§ WORK ORDER
Your response must be the entire set of entries, reproduced word for word.

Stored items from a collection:

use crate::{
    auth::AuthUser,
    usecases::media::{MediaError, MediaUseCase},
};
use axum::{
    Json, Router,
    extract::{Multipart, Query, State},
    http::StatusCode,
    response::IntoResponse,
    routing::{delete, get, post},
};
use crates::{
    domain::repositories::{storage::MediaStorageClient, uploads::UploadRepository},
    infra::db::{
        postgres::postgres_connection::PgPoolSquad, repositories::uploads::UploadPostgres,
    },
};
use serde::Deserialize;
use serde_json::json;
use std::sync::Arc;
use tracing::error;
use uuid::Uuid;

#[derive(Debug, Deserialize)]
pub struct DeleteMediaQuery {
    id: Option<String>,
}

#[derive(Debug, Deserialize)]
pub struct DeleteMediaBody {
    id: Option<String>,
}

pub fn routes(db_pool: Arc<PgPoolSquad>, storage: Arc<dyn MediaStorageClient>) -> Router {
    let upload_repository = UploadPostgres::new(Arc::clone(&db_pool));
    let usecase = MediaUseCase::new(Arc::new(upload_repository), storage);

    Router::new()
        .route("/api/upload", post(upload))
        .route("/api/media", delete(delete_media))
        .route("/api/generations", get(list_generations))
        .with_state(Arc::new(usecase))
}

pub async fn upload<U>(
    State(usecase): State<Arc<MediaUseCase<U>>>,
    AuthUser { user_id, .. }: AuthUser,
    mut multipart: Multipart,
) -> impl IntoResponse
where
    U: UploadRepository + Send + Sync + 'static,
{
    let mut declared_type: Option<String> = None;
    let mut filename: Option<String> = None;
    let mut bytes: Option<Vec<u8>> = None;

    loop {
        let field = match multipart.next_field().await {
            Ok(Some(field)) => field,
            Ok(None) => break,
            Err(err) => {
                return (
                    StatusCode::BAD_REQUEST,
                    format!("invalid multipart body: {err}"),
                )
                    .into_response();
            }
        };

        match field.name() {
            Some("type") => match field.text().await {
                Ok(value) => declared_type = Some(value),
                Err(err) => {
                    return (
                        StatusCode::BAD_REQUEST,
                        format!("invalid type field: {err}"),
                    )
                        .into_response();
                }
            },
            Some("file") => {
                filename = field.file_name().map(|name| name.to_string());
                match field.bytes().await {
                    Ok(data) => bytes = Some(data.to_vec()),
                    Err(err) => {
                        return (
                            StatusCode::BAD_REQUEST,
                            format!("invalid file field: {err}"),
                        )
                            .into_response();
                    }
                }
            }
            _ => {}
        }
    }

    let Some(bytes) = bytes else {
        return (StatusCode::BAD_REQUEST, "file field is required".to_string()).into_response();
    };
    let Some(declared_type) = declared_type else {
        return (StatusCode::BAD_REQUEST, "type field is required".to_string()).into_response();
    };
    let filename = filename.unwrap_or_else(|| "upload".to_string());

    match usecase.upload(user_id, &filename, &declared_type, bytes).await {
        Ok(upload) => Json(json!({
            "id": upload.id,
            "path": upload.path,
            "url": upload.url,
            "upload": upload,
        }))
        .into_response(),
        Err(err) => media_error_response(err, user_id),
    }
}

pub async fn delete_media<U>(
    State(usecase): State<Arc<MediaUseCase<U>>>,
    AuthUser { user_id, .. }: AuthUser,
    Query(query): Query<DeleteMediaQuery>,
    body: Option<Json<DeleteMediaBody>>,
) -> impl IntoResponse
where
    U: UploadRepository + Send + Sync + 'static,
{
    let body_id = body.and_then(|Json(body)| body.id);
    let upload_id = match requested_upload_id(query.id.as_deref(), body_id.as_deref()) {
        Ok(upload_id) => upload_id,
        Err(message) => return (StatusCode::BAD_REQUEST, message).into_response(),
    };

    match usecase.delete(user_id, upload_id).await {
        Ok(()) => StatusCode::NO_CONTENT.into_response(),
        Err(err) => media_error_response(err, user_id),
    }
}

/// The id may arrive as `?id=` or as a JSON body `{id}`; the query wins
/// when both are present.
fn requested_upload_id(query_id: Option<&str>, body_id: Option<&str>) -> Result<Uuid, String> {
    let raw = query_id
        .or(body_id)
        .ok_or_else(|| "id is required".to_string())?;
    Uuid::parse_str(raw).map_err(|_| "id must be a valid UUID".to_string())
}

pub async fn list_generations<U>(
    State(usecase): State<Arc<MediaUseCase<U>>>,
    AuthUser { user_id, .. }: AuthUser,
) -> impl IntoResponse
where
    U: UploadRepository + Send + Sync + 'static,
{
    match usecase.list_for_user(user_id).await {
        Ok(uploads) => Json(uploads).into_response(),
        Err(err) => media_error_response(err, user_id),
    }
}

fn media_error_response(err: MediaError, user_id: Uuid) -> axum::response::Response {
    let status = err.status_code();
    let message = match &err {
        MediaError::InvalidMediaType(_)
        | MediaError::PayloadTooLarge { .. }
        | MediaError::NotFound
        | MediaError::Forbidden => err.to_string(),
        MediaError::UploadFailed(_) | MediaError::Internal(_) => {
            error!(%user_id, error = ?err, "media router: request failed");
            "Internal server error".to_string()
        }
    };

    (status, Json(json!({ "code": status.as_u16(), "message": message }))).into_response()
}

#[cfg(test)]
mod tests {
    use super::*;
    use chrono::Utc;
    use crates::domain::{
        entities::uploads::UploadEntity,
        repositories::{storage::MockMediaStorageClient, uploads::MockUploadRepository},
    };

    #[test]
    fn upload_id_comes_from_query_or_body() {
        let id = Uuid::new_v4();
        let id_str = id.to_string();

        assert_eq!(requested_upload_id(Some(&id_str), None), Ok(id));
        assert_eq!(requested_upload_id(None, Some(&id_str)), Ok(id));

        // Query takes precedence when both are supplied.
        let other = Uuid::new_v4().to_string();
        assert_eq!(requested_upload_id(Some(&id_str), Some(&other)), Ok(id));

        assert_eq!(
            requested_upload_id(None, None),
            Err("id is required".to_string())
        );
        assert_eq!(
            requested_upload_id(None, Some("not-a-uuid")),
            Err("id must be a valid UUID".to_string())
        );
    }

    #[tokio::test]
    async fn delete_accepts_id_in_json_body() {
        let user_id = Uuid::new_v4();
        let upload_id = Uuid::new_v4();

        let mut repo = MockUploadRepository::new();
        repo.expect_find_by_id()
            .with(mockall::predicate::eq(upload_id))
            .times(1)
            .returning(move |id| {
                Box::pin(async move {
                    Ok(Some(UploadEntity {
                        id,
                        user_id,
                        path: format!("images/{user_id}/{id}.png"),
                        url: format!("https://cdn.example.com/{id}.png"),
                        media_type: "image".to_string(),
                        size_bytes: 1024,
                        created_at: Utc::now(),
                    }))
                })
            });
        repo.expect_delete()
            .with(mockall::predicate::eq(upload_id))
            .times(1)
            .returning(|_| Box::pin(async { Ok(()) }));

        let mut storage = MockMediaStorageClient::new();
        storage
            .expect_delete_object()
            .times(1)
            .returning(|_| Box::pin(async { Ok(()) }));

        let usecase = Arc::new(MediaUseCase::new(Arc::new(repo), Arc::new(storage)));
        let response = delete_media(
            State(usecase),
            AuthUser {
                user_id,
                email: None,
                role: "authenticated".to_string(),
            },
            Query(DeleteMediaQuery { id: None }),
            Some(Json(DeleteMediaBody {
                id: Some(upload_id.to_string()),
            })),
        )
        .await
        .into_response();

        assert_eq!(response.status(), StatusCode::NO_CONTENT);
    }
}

§ EXERCISE ANSWER
use crate::{
    auth::AuthUser,
    usecases::media::{MediaError, MediaUseCase},
};
use axum::{
    Json, Router,
    extract::{Multipart, Query, State},
    http::StatusCode,
    response::IntoResponse,
    routing::{delete, get, post},
};
use crates::{
    domain::repositories::{storage::MediaStorageClient, uploads::UploadRepository},
    infra::db::{
        postgres::postgres_connection::PgPoolSquad, repositories::uploads::UploadPostgres,
    },
};
use serde::Deserialize;
use serde_json::json;
use std::sync::Arc;
use tracing::error;
use uuid::Uuid;

#[derive(Debug, Deserialize)]
pub struct DeleteMediaQuery {
    id: Option<String>,
}

#[derive(Debug, Deserialize)]
pub struct DeleteMediaBody {
    id: Option<String>,
}

pub fn routes(db_pool: Arc<PgPoolSquad>, storage: Arc<dyn MediaStorageClient>) -> Router {
    let upload_repository = UploadPostgres::new(Arc::clone(&db_pool));
    let usecase = MediaUseCase::new(Arc::new(upload_repository), storage);

    Router::new()
        .route("/api/upload", post(upload))
        .route("/api/media", delete(delete_media))
        .route("/api/generations", get(list_generations))
        .with_state(Arc::new(usecase))
}

pub async fn upload<U>(
    State(usecase): State<Arc<MediaUseCase<U>>>,
    AuthUser { user_id, .. }: AuthUser,
    mut multipart: Multipart,
) -> impl IntoResponse
where
    U: UploadRepository + Send + Sync + 'static,
{
    let mut declared_type: Option<String> = None;
    let mut filename: Option<String> = None;
    let mut bytes: Option<Vec<u8>> = None;

    loop {
        let field = match multipart.next_field().await {
            Ok(Some(field)) => field,
            Ok(None) => break,
            Err(err) => {
                return (
                    StatusCode::BAD_REQUEST,
                    format!("invalid multipart body: {err}"),
                )
                    .into_response();
            }
        };

        match field.name() {
            Some("type") => match field.text().await {
                Ok(value) => declared_type = Some(value),
                Err(err) => {
                    return (
                        StatusCode::BAD_REQUEST,
                        format!("invalid type field: {err}"),
                    )
                        .into_response();
                }
            },
            Some("file") => {
                filename = field.file_name().map(|name| name.to_string());
                match field.bytes().await {
                    Ok(data) => bytes = Some(data.to_vec()),
                    Err(err) => {
                        return (
                            StatusCode::BAD_REQUEST,
                            format!("invalid file field: {err}"),
                        )
                            .into_response();
                    }
                }
            }
            _ => {}
        }
    }

    let Some(bytes) = bytes else {
        return (StatusCode::BAD_REQUEST, "file field is required".to_string()).into_response();
    };
    let Some(declared_type) = declared_type else {
        return (StatusCode::BAD_REQUEST, "type field is required".to_string()).into_response();
    };
    let filename = filename.unwrap_or_else(|| "upload".to_string());

    match usecase.upload(user_id, &filename, &declared_type, bytes).await {
        Ok(upload) => Json(json!({
            "id": upload.id,
            "path": upload.path,
            "url": upload.url,
            "upload": upload,
        }))
        .into_response(),
        Err(err) => media_error_response(err, user_id),
    }
}

pub async fn delete_media<U>(
    State(usecase): State<Arc<MediaUseCase<U>>>,
    AuthUser { user_id, .. }: AuthUser,
    Query(query): Query<DeleteMediaQuery>,
    body: Option<Json<DeleteMediaBody>>,
) -> impl IntoResponse
where
    U: UploadRepository + Send + Sync + 'static,
{
    let body_id = body.and_then(|Json(body)| body.id);
    let upload_id = match requested_upload_id(query.id.as_deref(), body_id.as_deref()) {
        Ok(upload_id) => upload_id,
        Err(message) => return (StatusCode::BAD_REQUEST, message).into_response(),
    };

    match usecase.delete(user_id, upload_id).await {
        Ok(()) => StatusCode::NO_CONTENT.into_response(),
        Err(err) => media_error_response(err, user_id),
    }
}

/// The id may arrive as `?id=` or as a JSON body `{id}`; the query wins
/// when both are present.
fn requested_upload_id(query_id: Option<&str>, body_id: Option<&str>) -> Result<Uuid, String> {
    let raw = query_id
        .or(body_id)
        .ok_or_else(|| "id is required".to_string())?;
    Uuid::parse_str(raw).map_err(|_| "id must be a valid UUID".to_string())
}

pub async fn list_generations<U>(
    State(usecase): State<Arc<MediaUseCase<U>>>,
    AuthUser { user_id, .. }: AuthUser,
) -> impl IntoResponse
where
    U: UploadRepository + Send + Sync + 'static,
{
    match usecase.list_for_user(user_id).await {
        Ok(uploads) => Json(uploads).into_response(),
        Err(err) => media_error_response(err, user_id),
    }
}

fn media_error_response(err: MediaError, user_id: Uuid) -> axum::response::Response {
    let status = err.status_code();
    let message = match &err {
        MediaError::InvalidMediaType(_)
        | MediaError::PayloadTooLarge { .. }
        | MediaError::NotFound
        | MediaError::Forbidden => err.to_string(),
        MediaError::UploadFailed(_) | MediaError::Internal(_) => {
            error!(%user_id, error = ?err, "media router: request failed");
            "Internal server error".to_string()
        }
    };

    (status, Json(json!({ "code": status.as_u16(), "message": message }))).into_response()
}

#[cfg(test)]
mod tests {
    use super::*;
    use chrono::Utc;
    use crates::domain::{
        entities::uploads::UploadEntity,
        repositories::{storage::MockMediaStorageClient, uploads::MockUploadRepository},
    };

    #[test]
    fn upload_id_comes_from_query_or_body() {
        let id = Uuid::new_v4();
        let id_str = id.to_string();

        assert_eq!(requested_upload_id(Some(&id_str), None), Ok(id));
        assert_eq!(requested_upload_id(None, Some(&id_str)), Ok(id));

        // Query takes precedence when both are supplied.
        let other = Uuid::new_v4().to_string();
        assert_eq!(requested_upload_id(Some(&id_str), Some(&other)), Ok(id));

        assert_eq!(
            requested_upload_id(None, None),
            Err("id is required".to_string())
        );
        assert_eq!(
            requested_upload_id(None, Some("not-a-uuid")),
            Err("id must be a valid UUID".to_string())
        );
    }

    #[tokio::test]
    async fn delete_accepts_id_in_json_body() {
        let user_id = Uuid::new_v4();
        let upload_id = Uuid::new_v4();

        let mut repo = MockUploadRepository::new();
        repo.expect_find_by_id()
            .with(mockall::predicate::eq(upload_id))
            .times(1)
            .returning(move |id| {
                Box::pin(async move {
                    Ok(Some(UploadEntity {
                        id,
                        user_id,
                        path: format!("images/{user_id}/{id}.png"),
                        url: format!("https://cdn.example.com/{id}.png"),
                        media_type: "image".to_string(),
                        size_bytes: 1024,
                        created_at: Utc::now(),
                    }))
                })
            });
        repo.expect_delete()
            .with(mockall::predicate::eq(upload_id))
            .times(1)
            .returning(|_| Box::pin(async { Ok(()) }));

        let mut storage = MockMediaStorageClient::new();
        storage
            .expect_delete_object()
            .times(1)
            .returning(|_| Box::pin(async { Ok(()) }));

        let usecase = Arc::new(MediaUseCase::new(Arc::new(repo), Arc::new(storage)));
        let response = delete_media(
            State(usecase),
            AuthUser {
                user_id,
                email: None,
                role: "authenticated".to_string(),
            },
            Query(DeleteMediaQuery { id: None }),
            Some(Json(DeleteMediaBody {
                id: Some(upload_id.to_string()),
            })),
        )
        .await
        .into_response();

        assert_eq!(response.status(), StatusCode::NO_CONTENT);
    }
}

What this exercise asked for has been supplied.